What to produce:
Take the data from its first line. Print each line exactly until the line containing "skipped. A plural" has been printed too.

Saved entries:
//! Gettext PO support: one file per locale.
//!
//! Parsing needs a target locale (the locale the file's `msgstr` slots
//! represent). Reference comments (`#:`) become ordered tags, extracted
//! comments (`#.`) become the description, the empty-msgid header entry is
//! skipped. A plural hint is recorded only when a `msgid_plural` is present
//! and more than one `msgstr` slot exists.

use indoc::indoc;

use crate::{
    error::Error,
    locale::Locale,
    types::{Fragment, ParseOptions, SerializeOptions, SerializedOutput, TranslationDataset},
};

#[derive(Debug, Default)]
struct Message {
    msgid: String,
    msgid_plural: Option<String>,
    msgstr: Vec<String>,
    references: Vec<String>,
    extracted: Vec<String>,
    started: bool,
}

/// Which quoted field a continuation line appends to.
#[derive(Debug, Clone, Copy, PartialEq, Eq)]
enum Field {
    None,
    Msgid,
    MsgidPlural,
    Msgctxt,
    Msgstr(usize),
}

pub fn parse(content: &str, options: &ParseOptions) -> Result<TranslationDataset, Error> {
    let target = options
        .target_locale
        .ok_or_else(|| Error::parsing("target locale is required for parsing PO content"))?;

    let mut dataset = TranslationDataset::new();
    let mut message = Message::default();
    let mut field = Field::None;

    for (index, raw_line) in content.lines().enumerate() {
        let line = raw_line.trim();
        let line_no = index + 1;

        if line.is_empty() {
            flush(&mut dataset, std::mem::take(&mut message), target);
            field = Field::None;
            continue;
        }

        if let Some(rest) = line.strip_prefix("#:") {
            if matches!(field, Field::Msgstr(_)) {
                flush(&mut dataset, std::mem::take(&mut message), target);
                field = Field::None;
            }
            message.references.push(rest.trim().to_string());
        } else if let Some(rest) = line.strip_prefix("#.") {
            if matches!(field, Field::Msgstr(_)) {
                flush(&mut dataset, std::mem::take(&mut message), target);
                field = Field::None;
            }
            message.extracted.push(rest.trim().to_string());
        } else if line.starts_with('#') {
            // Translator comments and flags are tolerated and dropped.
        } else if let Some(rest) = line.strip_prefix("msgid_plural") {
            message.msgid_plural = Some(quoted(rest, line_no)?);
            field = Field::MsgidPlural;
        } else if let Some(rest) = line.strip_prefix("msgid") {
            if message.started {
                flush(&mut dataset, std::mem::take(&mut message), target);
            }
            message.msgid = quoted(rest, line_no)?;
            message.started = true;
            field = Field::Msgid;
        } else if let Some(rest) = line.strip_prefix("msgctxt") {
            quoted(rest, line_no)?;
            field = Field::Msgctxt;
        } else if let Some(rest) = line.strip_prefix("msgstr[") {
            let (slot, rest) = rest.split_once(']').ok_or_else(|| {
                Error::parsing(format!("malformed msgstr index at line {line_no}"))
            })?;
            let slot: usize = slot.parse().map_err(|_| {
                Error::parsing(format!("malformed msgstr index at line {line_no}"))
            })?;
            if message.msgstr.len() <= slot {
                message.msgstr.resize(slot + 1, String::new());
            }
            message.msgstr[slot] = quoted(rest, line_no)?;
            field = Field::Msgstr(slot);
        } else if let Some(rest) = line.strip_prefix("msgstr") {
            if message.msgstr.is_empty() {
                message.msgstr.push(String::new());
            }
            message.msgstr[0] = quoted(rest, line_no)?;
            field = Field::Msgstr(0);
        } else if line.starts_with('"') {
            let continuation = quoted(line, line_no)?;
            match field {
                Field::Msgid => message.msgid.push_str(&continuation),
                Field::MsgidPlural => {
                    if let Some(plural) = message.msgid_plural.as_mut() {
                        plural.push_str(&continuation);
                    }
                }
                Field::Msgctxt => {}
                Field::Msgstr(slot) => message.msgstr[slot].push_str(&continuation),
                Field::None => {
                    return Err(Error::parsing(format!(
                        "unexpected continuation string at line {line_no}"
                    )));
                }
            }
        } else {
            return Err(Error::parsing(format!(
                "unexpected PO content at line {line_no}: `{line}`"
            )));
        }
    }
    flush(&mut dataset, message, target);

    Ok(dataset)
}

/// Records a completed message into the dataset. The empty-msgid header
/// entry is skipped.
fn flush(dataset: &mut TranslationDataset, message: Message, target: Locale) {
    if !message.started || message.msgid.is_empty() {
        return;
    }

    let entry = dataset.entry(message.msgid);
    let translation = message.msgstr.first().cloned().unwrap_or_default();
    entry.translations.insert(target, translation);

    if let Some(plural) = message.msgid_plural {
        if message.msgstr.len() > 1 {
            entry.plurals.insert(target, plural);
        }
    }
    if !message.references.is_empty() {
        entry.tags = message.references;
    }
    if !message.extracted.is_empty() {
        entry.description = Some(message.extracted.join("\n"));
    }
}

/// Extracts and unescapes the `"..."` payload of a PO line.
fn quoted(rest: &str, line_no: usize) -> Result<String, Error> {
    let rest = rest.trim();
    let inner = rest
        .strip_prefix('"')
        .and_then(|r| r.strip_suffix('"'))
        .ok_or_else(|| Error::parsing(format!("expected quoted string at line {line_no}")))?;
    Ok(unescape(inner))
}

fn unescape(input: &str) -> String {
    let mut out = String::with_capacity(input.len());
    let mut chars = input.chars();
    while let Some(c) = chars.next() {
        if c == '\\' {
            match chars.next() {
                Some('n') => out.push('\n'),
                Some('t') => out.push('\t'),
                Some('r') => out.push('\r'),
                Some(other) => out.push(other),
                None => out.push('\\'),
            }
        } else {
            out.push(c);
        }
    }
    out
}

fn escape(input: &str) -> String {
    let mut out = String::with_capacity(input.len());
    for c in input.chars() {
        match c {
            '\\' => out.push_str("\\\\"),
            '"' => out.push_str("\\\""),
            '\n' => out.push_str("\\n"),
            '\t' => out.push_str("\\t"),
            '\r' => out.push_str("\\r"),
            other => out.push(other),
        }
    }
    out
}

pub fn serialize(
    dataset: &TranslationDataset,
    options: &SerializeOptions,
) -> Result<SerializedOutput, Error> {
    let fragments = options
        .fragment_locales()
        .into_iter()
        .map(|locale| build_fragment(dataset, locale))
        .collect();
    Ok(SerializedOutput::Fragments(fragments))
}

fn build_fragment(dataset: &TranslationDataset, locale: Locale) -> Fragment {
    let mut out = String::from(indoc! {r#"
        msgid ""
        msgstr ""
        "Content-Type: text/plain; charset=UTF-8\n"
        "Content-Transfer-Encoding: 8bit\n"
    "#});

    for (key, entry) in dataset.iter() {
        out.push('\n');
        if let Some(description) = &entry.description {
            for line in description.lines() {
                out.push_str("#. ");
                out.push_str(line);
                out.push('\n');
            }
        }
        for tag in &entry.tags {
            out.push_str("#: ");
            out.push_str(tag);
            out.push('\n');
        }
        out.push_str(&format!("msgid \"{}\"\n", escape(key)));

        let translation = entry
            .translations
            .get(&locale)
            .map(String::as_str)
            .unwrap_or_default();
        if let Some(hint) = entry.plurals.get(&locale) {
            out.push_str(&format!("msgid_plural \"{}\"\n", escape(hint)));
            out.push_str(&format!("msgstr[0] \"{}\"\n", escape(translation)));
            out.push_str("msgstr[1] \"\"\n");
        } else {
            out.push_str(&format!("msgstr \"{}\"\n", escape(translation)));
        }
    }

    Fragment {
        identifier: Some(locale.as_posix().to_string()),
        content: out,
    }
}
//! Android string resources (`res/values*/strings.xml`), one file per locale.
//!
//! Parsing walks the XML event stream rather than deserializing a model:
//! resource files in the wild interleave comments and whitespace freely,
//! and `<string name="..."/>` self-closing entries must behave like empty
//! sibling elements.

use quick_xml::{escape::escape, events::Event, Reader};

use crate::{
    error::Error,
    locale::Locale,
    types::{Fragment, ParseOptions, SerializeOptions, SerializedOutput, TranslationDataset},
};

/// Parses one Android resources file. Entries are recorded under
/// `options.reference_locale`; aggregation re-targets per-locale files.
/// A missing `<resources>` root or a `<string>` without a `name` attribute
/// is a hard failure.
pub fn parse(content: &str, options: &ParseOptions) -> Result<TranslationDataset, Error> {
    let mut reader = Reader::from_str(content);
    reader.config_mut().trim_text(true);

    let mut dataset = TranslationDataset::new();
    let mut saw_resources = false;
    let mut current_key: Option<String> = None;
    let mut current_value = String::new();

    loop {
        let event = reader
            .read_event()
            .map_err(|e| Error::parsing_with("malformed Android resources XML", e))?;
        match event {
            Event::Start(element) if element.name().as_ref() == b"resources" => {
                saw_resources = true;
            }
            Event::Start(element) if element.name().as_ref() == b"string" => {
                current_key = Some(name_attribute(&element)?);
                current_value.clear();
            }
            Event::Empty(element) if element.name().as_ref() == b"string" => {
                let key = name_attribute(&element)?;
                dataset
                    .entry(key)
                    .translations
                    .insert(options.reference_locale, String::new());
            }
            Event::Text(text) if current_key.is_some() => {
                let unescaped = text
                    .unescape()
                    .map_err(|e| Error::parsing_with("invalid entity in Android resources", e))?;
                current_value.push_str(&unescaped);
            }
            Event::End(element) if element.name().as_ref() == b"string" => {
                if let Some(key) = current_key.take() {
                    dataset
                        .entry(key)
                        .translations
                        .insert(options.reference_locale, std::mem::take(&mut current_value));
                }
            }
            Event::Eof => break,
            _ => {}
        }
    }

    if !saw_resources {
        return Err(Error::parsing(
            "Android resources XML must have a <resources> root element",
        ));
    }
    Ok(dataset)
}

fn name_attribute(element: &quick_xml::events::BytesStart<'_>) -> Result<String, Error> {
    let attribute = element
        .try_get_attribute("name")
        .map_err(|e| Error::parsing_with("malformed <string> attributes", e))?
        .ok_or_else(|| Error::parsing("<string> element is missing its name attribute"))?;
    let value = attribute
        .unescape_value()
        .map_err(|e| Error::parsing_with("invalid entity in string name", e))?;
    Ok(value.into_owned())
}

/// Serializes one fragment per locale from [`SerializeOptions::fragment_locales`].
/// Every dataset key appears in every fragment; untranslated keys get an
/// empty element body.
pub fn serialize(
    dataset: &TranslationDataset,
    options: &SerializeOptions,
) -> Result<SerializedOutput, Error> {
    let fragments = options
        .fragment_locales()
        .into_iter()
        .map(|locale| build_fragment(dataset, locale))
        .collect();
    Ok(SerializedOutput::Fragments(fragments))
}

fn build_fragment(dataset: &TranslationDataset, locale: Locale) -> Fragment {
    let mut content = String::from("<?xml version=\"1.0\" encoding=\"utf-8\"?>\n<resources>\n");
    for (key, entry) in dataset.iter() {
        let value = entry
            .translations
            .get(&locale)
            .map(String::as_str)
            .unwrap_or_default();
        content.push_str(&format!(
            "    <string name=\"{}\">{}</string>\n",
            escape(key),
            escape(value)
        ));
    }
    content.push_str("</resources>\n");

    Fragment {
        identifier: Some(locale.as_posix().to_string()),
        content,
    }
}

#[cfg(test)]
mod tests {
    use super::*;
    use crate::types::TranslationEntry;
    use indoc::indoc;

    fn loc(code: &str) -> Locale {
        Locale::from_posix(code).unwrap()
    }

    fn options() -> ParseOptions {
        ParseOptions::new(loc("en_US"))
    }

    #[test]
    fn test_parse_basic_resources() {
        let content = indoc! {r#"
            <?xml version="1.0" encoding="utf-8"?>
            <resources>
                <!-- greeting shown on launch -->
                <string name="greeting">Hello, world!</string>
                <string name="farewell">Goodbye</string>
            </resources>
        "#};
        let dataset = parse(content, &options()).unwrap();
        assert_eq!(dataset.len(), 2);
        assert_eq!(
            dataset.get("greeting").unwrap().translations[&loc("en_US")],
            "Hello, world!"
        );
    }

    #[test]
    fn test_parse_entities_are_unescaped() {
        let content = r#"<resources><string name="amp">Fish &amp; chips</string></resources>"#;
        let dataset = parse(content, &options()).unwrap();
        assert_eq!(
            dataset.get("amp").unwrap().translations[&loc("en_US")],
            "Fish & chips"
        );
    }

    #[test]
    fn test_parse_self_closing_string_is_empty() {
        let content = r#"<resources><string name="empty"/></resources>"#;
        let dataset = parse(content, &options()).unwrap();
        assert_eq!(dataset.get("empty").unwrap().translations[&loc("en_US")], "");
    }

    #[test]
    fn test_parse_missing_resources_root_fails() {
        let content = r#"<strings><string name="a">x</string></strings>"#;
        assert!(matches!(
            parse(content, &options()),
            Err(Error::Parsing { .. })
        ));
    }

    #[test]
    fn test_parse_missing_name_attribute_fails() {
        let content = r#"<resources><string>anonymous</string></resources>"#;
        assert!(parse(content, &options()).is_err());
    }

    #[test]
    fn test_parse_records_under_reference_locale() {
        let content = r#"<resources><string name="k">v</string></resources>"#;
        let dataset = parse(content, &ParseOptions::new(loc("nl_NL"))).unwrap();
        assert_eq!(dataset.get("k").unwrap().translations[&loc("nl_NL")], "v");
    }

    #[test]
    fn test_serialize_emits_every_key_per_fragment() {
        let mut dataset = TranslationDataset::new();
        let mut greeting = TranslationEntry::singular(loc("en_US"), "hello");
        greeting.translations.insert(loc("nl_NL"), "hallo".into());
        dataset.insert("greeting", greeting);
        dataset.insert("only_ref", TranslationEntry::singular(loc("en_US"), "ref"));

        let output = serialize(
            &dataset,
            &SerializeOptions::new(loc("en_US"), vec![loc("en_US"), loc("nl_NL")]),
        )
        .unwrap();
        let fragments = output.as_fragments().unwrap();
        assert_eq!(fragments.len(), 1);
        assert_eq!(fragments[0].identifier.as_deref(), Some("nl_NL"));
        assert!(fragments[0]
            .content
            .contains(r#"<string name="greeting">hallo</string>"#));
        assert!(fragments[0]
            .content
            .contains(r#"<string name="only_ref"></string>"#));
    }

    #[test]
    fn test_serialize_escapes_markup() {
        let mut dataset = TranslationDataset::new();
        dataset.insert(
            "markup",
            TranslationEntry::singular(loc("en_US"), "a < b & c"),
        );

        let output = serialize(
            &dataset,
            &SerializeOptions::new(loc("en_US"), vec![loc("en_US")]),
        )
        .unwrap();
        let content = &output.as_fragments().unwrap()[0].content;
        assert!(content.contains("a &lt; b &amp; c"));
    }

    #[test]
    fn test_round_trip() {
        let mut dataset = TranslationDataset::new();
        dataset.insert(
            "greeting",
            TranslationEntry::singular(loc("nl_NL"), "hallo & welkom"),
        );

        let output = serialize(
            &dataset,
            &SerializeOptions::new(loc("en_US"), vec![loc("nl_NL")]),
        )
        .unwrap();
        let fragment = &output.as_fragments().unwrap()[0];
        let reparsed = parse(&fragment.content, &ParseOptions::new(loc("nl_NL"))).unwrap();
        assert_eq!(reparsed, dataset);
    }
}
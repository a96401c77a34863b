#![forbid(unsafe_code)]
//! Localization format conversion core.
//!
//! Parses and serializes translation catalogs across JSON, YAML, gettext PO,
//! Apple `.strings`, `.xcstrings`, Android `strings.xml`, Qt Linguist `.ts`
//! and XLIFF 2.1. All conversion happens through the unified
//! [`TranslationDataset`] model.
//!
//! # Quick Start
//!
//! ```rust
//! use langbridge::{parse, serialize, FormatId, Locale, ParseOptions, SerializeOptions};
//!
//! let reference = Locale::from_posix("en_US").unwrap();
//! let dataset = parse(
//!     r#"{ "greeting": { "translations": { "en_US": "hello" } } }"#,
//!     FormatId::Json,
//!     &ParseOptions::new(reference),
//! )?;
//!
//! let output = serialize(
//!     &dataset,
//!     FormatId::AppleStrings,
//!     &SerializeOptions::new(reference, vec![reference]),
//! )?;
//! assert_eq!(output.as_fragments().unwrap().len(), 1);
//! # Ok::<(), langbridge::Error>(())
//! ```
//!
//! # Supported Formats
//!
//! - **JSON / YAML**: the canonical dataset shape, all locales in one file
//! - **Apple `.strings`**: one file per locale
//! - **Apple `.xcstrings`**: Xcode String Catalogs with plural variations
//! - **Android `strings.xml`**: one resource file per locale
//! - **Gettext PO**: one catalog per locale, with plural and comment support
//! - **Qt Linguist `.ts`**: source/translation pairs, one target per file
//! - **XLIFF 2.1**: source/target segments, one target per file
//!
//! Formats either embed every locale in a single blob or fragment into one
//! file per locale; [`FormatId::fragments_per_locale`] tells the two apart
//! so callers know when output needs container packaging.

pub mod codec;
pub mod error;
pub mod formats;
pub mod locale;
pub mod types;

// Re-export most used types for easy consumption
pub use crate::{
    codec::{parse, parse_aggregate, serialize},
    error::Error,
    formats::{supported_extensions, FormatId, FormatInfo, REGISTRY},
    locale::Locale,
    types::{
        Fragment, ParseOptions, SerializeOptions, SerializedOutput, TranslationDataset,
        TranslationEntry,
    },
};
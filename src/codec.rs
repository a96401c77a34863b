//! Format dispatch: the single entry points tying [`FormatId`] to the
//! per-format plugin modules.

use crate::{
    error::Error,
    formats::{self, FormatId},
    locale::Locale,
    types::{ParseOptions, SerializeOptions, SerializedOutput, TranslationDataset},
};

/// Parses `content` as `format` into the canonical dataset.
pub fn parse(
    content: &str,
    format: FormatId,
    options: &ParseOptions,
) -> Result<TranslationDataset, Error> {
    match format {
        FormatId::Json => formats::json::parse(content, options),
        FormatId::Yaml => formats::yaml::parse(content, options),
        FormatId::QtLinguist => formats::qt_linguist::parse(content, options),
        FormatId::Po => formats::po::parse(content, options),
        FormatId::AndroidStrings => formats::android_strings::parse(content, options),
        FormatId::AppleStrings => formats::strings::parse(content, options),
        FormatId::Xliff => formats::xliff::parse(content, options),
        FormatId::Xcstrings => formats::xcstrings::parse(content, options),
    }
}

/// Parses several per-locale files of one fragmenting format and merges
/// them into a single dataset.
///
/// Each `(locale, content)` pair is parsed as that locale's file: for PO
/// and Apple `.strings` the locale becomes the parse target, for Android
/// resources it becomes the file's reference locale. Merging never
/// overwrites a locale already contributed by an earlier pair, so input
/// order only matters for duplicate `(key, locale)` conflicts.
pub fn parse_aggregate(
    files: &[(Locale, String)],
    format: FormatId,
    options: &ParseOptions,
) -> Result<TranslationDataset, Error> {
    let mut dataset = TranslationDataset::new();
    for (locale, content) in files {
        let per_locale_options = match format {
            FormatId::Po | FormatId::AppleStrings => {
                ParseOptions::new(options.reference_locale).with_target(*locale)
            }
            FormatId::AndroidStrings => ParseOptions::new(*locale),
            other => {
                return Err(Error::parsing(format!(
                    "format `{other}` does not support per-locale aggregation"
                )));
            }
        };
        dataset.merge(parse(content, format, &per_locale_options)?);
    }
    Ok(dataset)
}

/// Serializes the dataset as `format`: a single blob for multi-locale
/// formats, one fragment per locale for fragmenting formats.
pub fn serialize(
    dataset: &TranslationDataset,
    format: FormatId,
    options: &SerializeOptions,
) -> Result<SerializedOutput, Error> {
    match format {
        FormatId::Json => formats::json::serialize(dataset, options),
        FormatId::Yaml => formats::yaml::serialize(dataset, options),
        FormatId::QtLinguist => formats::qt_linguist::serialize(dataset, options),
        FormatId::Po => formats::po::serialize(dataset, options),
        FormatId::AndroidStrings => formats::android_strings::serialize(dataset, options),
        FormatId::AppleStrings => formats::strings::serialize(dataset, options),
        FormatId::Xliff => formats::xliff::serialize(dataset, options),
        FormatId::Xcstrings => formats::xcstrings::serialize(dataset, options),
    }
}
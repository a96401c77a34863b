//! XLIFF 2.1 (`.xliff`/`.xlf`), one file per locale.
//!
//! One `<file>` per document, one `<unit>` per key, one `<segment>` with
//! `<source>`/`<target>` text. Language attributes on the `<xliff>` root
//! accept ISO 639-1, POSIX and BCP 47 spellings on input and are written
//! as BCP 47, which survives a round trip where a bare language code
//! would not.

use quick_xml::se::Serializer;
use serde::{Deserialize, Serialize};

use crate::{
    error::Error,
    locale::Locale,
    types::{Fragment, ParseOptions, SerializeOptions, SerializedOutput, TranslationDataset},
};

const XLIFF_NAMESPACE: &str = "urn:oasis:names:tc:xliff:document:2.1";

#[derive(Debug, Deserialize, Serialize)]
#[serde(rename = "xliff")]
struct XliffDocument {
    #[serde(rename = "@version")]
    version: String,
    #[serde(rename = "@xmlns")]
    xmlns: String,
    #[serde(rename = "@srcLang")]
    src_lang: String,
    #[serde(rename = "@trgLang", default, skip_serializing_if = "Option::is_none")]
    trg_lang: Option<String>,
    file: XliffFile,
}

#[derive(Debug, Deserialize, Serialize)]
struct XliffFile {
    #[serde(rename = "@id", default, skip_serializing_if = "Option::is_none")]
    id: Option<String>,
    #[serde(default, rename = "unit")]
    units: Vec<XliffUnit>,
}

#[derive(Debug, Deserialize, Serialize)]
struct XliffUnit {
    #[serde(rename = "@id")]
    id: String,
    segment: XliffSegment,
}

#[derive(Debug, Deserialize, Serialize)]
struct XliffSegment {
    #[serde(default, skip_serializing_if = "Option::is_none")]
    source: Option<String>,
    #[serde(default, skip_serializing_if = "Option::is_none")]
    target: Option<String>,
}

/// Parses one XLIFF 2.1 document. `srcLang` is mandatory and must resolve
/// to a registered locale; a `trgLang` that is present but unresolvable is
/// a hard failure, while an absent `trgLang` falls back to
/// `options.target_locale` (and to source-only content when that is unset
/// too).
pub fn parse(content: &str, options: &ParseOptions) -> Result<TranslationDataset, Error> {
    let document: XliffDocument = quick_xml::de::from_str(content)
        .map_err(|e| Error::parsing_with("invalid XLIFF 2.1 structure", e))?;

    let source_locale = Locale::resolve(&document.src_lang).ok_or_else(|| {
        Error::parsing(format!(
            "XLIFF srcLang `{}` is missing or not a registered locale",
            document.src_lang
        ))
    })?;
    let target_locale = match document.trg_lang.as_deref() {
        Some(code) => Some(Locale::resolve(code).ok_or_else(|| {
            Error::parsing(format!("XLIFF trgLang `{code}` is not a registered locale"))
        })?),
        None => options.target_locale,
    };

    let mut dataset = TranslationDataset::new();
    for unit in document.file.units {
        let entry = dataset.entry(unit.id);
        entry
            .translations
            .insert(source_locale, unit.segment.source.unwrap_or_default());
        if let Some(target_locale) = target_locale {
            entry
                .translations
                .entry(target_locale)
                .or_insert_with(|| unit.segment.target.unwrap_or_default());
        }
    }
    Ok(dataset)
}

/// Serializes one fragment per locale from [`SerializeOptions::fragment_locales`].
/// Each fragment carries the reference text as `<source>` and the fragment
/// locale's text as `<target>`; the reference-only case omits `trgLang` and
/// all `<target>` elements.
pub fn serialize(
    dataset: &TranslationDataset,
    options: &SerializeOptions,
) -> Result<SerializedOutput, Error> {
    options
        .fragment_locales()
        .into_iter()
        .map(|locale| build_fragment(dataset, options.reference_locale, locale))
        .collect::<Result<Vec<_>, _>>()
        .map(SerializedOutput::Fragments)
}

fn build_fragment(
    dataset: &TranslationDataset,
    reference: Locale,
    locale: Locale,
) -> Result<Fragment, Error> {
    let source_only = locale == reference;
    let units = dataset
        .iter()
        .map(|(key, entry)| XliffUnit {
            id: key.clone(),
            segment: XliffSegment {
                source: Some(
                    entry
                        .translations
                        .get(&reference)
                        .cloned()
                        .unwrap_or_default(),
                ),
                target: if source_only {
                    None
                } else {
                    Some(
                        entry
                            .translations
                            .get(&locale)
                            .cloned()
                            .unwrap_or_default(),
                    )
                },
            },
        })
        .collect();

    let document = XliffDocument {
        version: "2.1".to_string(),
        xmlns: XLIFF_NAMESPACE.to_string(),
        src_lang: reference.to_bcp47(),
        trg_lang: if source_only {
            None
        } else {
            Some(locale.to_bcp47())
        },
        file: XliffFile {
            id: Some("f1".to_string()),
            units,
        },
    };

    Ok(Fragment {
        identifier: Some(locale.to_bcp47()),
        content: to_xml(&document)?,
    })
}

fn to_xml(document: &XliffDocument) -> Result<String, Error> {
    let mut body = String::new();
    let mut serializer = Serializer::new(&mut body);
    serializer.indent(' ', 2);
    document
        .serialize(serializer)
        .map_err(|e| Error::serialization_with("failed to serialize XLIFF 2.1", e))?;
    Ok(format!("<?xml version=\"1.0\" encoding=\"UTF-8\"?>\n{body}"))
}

Exercise response:
//! Gettext PO support: one file per locale.
//!
//! Parsing needs a target locale (the locale the file's `msgstr` slots
//! represent). Reference comments (`#:`) become ordered tags, extracted
//! comments (`#.`) become the description, the empty-msgid header entry is
//! skipped. A plural hint is recorded only when a `msgid_plural` is present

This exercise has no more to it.